§ **Task details**
Would you retype each of the records exactly as shown?

§ **Task inputs**
//! PDF page reading module.

mod backend;
mod layout;
mod options;

pub use backend::{LopdfBackend, PageSource};
pub use options::{ErrorMode, ParseOptions};
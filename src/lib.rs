//! # pdfoutline
//!
//! Outline detection and persona-driven section ranking for PDF documents.
//!
//! The library reads positioned text out of a PDF, derives a title and an
//! H1–H3 heading outline from document-wide font statistics, slices the
//! document into heading-bounded sections, and ranks sections from many
//! documents by relevance to a persona and a job to be done.
//!
//! ## Quick Start
//!
//! ```no_run
//! use pdfoutline::{outline_to_json, parse_file, JsonFormat, OutlineOptions};
//!
//! fn main() -> pdfoutline::Result<()> {
//!     // Read the positioned text of every page
//!     let doc = parse_file("document.pdf")?;
//!
//!     // Detect title and headings
//!     let outline = pdfoutline::extract_outline(&doc, &OutlineOptions::default())?;
//!     println!("{}", outline_to_json(&outline, JsonFormat::Pretty)?);
//!
//!     Ok(())
//! }
//! ```
//!
//! ## Features
//!
//! - **Font statistics**: nearest-rank percentiles drive heading levels
//! - **Two heuristic profiles**: strict and relaxed heading acceptance
//! - **Section segmentation**: each heading owns pages up to the next peer
//! - **Ranking**: cosine similarity over a pluggable [`Embedder`]
//! - **Parallel batches**: rayon fan-out with per-document time budgets

pub mod detect;
pub mod error;
pub mod model;
pub mod outline;
pub mod parser;
pub mod pipeline;
pub mod rank;
pub mod render;
pub mod section;

// Re-export commonly used types
pub use detect::{has_pdf_extension, list_pdf_files, sniff_version};
pub use error::{Error, Result};
pub use model::{
    BBox, Document, Heading, HeadingLevel, LayoutBlock, Line, Outline, PageLayout, RankedSection,
    RankingReport, Request, Section, Span, TextBlock,
};
pub use outline::{
    extract_outline, extract_title, FontProfile, HeadingOrder, HeuristicConfig, HeuristicProfile,
    OutlineOptions,
};
pub use parser::{ErrorMode, LopdfBackend, PageSource, ParseOptions};
pub use pipeline::{
    analyze_batch, analyze_file, analyze_source, process_folder, run_ranking, DocumentAnalysis,
    FolderReport, PipelineOptions,
};
pub use rank::{
    cosine_similarity, rank_sections, DocumentSections, Embedder, HashingEmbedder, RankOptions,
    Ranking,
};
pub use render::{outline_to_json, report_to_json, sections_to_json, JsonFormat};
pub use section::segment_sections;

use std::path::Path;

/// Read a PDF file into positioned page text.
///
/// # Example
///
/// ```no_run
/// use pdfoutline::parse_file;
///
/// let doc = parse_file("document.pdf").unwrap();
/// println!("Pages: {}", doc.page_count());
/// ```
pub fn parse_file<P: AsRef<Path>>(path: P) -> Result<Document> {
    parse_file_with_options(path, ParseOptions::default())
}

/// Read a PDF file with custom options.
///
/// # Example
///
/// ```no_run
/// use pdfoutline::{parse_file_with_options, ParseOptions};
///
/// let options = ParseOptions::new().lenient();
/// let doc = parse_file_with_options("document.pdf", options).unwrap();
/// ```
pub fn parse_file_with_options<P: AsRef<Path>>(path: P, options: ParseOptions) -> Result<Document> {
    LopdfBackend::load_file_with_options(path, options)?.read_document()
}

/// Read a PDF from bytes.
pub fn parse_bytes(data: &[u8]) -> Result<Document> {
    parse_bytes_with_options(data, ParseOptions::default())
}

/// Read a PDF from bytes with custom options.
pub fn parse_bytes_with_options(data: &[u8], options: ParseOptions) -> Result<Document> {
    LopdfBackend::load_bytes(data, options)?.read_document()
}

/// Extract the outline JSON of a PDF file with default options.
///
/// # Example
///
/// ```no_run
/// use pdfoutline::{outline_json, JsonFormat};
///
/// let json = outline_json("document.pdf", JsonFormat::Pretty).unwrap();
/// std::fs::write("document.json", json).unwrap();
/// ```
pub fn outline_json<P: AsRef<Path>>(path: P, format: JsonFormat) -> Result<String> {
    let doc = parse_file(path)?;
    let outline = extract_outline(&doc, &OutlineOptions::default())?;
    outline_to_json(&outline, format)
}

/// Builder for analysing PDF documents.
///
/// # Example
///
/// ```no_run
/// use pdfoutline::{HeadingOrder, PdfOutline};
///
/// let sections = PdfOutline::new()
///     .relaxed()
///     .with_order(HeadingOrder::PageThenPosition)
///     .lenient()
///     .parse("document.pdf")?
///     .sections()?;
/// # Ok::<(), pdfoutline::Error>(())
/// ```
pub struct PdfOutline {
    parse_options: ParseOptions,
    outline_options: OutlineOptions,
}

impl PdfOutline {
    /// Create a new builder.
    pub fn new() -> Self {
        Self {
            parse_options: ParseOptions::default(),
            outline_options: OutlineOptions::default(),
        }
    }

    /// Enable lenient parsing mode.
    pub fn lenient(mut self) -> Self {
        self.parse_options = self.parse_options.lenient();
        self
    }

    /// Use the relaxed heading heuristics.
    pub fn relaxed(mut self) -> Self {
        self.outline_options = self.outline_options.relaxed();
        self
    }

    /// Set the heuristic profile.
    pub fn with_profile(mut self, profile: HeuristicProfile) -> Self {
        self.outline_options = self.outline_options.with_profile(profile);
        self
    }

    /// Set the heading ordering strategy.
    pub fn with_order(mut self, order: HeadingOrder) -> Self {
        self.outline_options = self.outline_options.with_order(order);
        self
    }

    /// Read a PDF file.
    pub fn parse<P: AsRef<Path>>(self, path: P) -> Result<PdfOutlineResult> {
        let document = parse_file_with_options(path, self.parse_options)?;
        Ok(PdfOutlineResult {
            document,
            outline_options: self.outline_options,
        })
    }

    /// Read a PDF from bytes.
    pub fn parse_bytes(self, data: &[u8]) -> Result<PdfOutlineResult> {
        let document = parse_bytes_with_options(data, self.parse_options)?;
        Ok(PdfOutlineResult {
            document,
            outline_options: self.outline_options,
        })
    }
}

impl Default for PdfOutline {
    fn default() -> Self {
        Self::new()
    }
}

/// A read document plus the outline options to analyse it with.
pub struct PdfOutlineResult {
    /// The positioned page text
    pub document: Document,
    outline_options: OutlineOptions,
}

impl PdfOutlineResult {
    /// Title and headings.
    pub fn outline(&self) -> Result<Outline> {
        extract_outline(&self.document, &self.outline_options)
    }

    /// One section per heading.
    pub fn sections(&self) -> Result<Vec<Section>> {
        Ok(self.analyze()?.sections)
    }

    /// Outline and sections together.
    pub fn analyze(&self) -> Result<DocumentAnalysis> {
        analyze_source(&self.document, &self.outline_options)
    }

    /// Outline rendered as JSON.
    pub fn to_json(&self, format: JsonFormat) -> Result<String> {
        outline_to_json(&self.outline()?, format)
    }

    /// Get the document.
    pub fn document(&self) -> &Document {
        &self.document
    }
}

§ **Exercise result**
//! PDF page reading module.

mod backend;
mod layout;
mod options;

pub use backend::{LopdfBackend, PageSource};
pub use options::{ErrorMode, ParseOptions};
filename src/lib.rs
//! # pdfoutline
//!
//! Outline detection and persona-driven section ranking for PDF documents.
//!
//! The library reads positioned text out of a PDF, derives a title and an
//! H1–H3 heading outline from document-wide font statistics, slices the
//! document into heading-bounded sections, and ranks sections from many
//! documents by relevance to a persona and a job to be done.
//!
//! ## Quick Start
//!
//! ```no_run
//! use pdfoutline::{outline_to_json, parse_file, JsonFormat, OutlineOptions};
//!
//! fn main() -> pdfoutline::Result<()> {
//!     // Read the positioned text of every page
//!     let doc = parse_file("document.pdf")?;
//!
//!     // Detect title and headings
//!     let outline = pdfoutline::extract_outline(&doc, &OutlineOptions::default())?;
//!     println!("{}", outline_to_json(&outline, JsonFormat::Pretty)?);
//!
//!     Ok(())
//! }
//! ```
//!
//! ## Features
//!
//! - **Font statistics**: nearest-rank percentiles drive heading levels
//! - **Two heuristic profiles**: strict and relaxed heading acceptance
//! - **Section segmentation**: each heading owns pages up to the next peer
//! - **Ranking**: cosine similarity over a pluggable [`Embedder`]
//! - **Parallel batches**: rayon fan-out with per-document time budgets

pub mod detect;
pub mod error;
pub mod model;
pub mod outline;
pub mod parser;
pub mod pipeline;
pub mod rank;
pub mod render;
pub mod section;

// Re-export commonly used types
pub use detect::{has_pdf_extension, list_pdf_files, sniff_version};
pub use error::{Error, Result};
pub use model::{
    BBox, Document, Heading, HeadingLevel, LayoutBlock, Line, Outline, PageLayout, RankedSection,
    RankingReport, Request, Section, Span, TextBlock,
};
pub use outline::{
    extract_outline, extract_title, FontProfile, HeadingOrder, HeuristicConfig, HeuristicProfile,
    OutlineOptions,
};
pub use parser::{ErrorMode, LopdfBackend, PageSource, ParseOptions};
pub use pipeline::{
    analyze_batch, analyze_file, analyze_source, process_folder, run_ranking, DocumentAnalysis,
    FolderReport, PipelineOptions,
};
pub use rank::{
    cosine_similarity, rank_sections, DocumentSections, Embedder, HashingEmbedder, RankOptions,
    Ranking,
};
pub use render::{outline_to_json, report_to_json, sections_to_json, JsonFormat};
pub use section::segment_sections;

use std::path::Path;

/// Read a PDF file into positioned page text.
///
/// # Example
///
/// ```no_run
/// use pdfoutline::parse_file;
///
/// let doc = parse_file("document.pdf").unwrap();
/// println!("Pages: {}", doc.page_count());
/// ```
pub fn parse_file<P: AsRef<Path>>(path: P) -> Result<Document> {
    parse_file_with_options(path, ParseOptions::default())
}

/// Read a PDF file with custom options.
///
/// # Example
///
/// ```no_run
/// use pdfoutline::{parse_file_with_options, ParseOptions};
///
/// let options = ParseOptions::new().lenient();
/// let doc = parse_file_with_options("document.pdf", options).unwrap();
/// ```
pub fn parse_file_with_options<P: AsRef<Path>>(path: P, options: ParseOptions) -> Result<Document> {
    LopdfBackend::load_file_with_options(path, options)?.read_document()
}

/// Read a PDF from bytes.
pub fn parse_bytes(data: &[u8]) -> Result<Document> {
    parse_bytes_with_options(data, ParseOptions::default())
}

/// Read a PDF from bytes with custom options.
pub fn parse_bytes_with_options(data: &[u8], options: ParseOptions) -> Result<Document> {
    LopdfBackend::load_bytes(data, options)?.read_document()
}

/// Extract the outline JSON of a PDF file with default options.
///
/// # Example
///
/// ```no_run
/// use pdfoutline::{outline_json, JsonFormat};
///
/// let json = outline_json("document.pdf", JsonFormat::Pretty).unwrap();
/// std::fs::write("document.json", json).unwrap();
/// ```
pub fn outline_json<P: AsRef<Path>>(path: P, format: JsonFormat) -> Result<String> {
    let doc = parse_file(path)?;
    let outline = extract_outline(&doc, &OutlineOptions::default())?;
    outline_to_json(&outline, format)
}

/// Builder for analysing PDF documents.
///
/// # Example
///
/// ```no_run
/// use pdfoutline::{HeadingOrder, PdfOutline};
///
/// let sections = PdfOutline::new()
///     .relaxed()
///     .with_order(HeadingOrder::PageThenPosition)
///     .lenient()
///     .parse("document.pdf")?
///     .sections()?;
/// # Ok::<(), pdfoutline::Error>(())
/// ```
pub struct PdfOutline {
    parse_options: ParseOptions,
    outline_options: OutlineOptions,
}

impl PdfOutline {
    /// Create a new builder.
    pub fn new() -> Self {
        Self {
            parse_options: ParseOptions::default(),
            outline_options: OutlineOptions::default(),
        }
    }

    /// Enable lenient parsing mode.
    pub fn lenient(mut self) -> Self {
        self.parse_options = self.parse_options.lenient();
        self
    }

    /// Use the relaxed heading heuristics.
    pub fn relaxed(mut self) -> Self {
        self.outline_options = self.outline_options.relaxed();
        self
    }

    /// Set the heuristic profile.
    pub fn with_profile(mut self, profile: HeuristicProfile) -> Self {
        self.outline_options = self.outline_options.with_profile(profile);
        self
    }

    /// Set the heading ordering strategy.
    pub fn with_order(mut self, order: HeadingOrder) -> Self {
        self.outline_options = self.outline_options.with_order(order);
        self
    }

    /// Read a PDF file.
    pub fn parse<P: AsRef<Path>>(self, path: P) -> Result<PdfOutlineResult> {
        let document = parse_file_with_options(path, self.parse_options)?;
        Ok(PdfOutlineResult {
            document,
            outline_options: self.outline_options,
        })
    }

    /// Read a PDF from bytes.
    pub fn parse_bytes(self, data: &[u8]) -> Result<PdfOutlineResult> {
        let document = parse_bytes_with_options(data, self.parse_options)?;
        Ok(PdfOutlineResult {
            document,
            outline_options: self.outline_options,
        })
    }
}

impl Default for PdfOutline {
    fn default() -> Self {
        Self::new()
    }
}

/// A read document plus the outline options to analyse it with.
pub struct PdfOutlineResult {
    /// The positioned page text
    pub document: Document,
    outline_options: OutlineOptions,
}

impl PdfOutlineResult {
    /// Title and headings.
    pub fn outline(&self) -> Result<Outline> {
        extract_outline(&self.document, &self.outline_options)
    }

    /// One section per heading.
    pub fn sections(&self) -> Result<Vec<Section>> {
        Ok(self.analyze()?.sections)
    }

    /// Outline and sections together.
    pub fn analyze(&self) -> Result<DocumentAnalysis> {
        analyze_source(&self.document, &self.outline_options)
    }

    /// Outline rendered as JSON.
    pub fn to_json(&self, format: JsonFormat) -> Result<String> {
        outline_to_json(&self.outline()?, format)
    }

    /// Get the document.
    pub fn document(&self) -> &Document {
        &self.document
    }
}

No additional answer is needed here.